Friday 7 September 2018

Yan Lianke : A Man With China In His Hands?


Hello there. Hope you're feeling well today.

I borrowed this book from the local library at 12:30 yesterday.

The Years Months Days - Yan Lianke
By 7:30 that evening I'd finished it.

Now it's a thin book. And I wasn't reading all through that period. Just when I had breaks. But when I had breaks I had to read it. I've not been so gripped by a book since American Psycho.

The story is simple. There's a drought in a Chinese village. Indeed a drought so bad that everyone in that village leaves except for an old man who knows he couldn't survive the trek and a blind dog. This is where the book starts. One old man and his dog, and their fight to survive.

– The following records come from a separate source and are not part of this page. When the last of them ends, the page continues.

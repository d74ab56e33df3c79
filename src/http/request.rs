//! Request identification.
//!
//! # Design Decisions
//! - Request ID added as early as possible for tracing
//! - An incoming `x-request-id` is kept; otherwise a UUID v4 is generated
//! - The ID is echoed on the response

use axum::http::{HeaderName, HeaderValue, Request};
use tower_http::request_id::{MakeRequestId, RequestId};

pub const X_REQUEST_ID: &str = "x-request-id";

pub fn request_id_header() -> HeaderName {
    HeaderName::from_static(X_REQUEST_ID)
}

/// Generates UUID v4 request IDs.
#[derive(Debug, Clone, Copy, Default)]
pub struct UuidRequestId;

impl MakeRequestId for UuidRequestId {
    fn make_request_id<B>(&mut self, _request: &Request<B>) -> Option<RequestId> {
        let id = uuid::Uuid::new_v4().to_string();
        HeaderValue::from_str(&id).ok().map(RequestId::new)
    }
}

/// Request ID of `request`, if the request-id layer has run.
pub fn request_id_of<B>(request: &Request<B>) -> Option<&str> {
    request
        .extensions()
        .get::<RequestId>()
        .and_then(|id| id.header_value().to_str().ok())
}

#[cfg(test)]
mod tests {
    use super::*;

    #[test]
    fn test_generates_distinct_uuids() {
        let request = Request::new(());
        let mut make = UuidRequestId;
        let a = make.make_request_id(&request).unwrap();
        let b = make.make_request_id(&request).unwrap();

        let a = a.header_value().to_str().unwrap();
        assert_ne!(a, b.header_value().to_str().unwrap());
        assert!(uuid::Uuid::parse_str(a).is_ok());
    }
}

The book it's translator (Carlos Rojas - who incidentally does a brilliant job - the art of a translator is when you forget it's been translated) refers to in comparison is Richard Matheson's I Am Legend. Both explore the themes of isolation, friendship and the struggles to just live in the event of a disaster.

(It's not a spoiler alert to say that whilst the old man and his dog face opponents they're not of the vampire kind. Of course the biggest villain here is the sun)

Some of Mr Lianke's books (as Mr Rojas tells us in his introduction) have been banned in China. This hasn't. Though whether you could put the barren landscape as an allegory of authoritarian Chinese Communist rule, or authoritarian Chinese capitalist rule with a Communist face. I've no idea. The point though is as an allegory or not. It works.

This is truly the most beautiful and moving book I've read this year. I've not heard of Mr Lianke before. I'll make sure I'll hear from him again.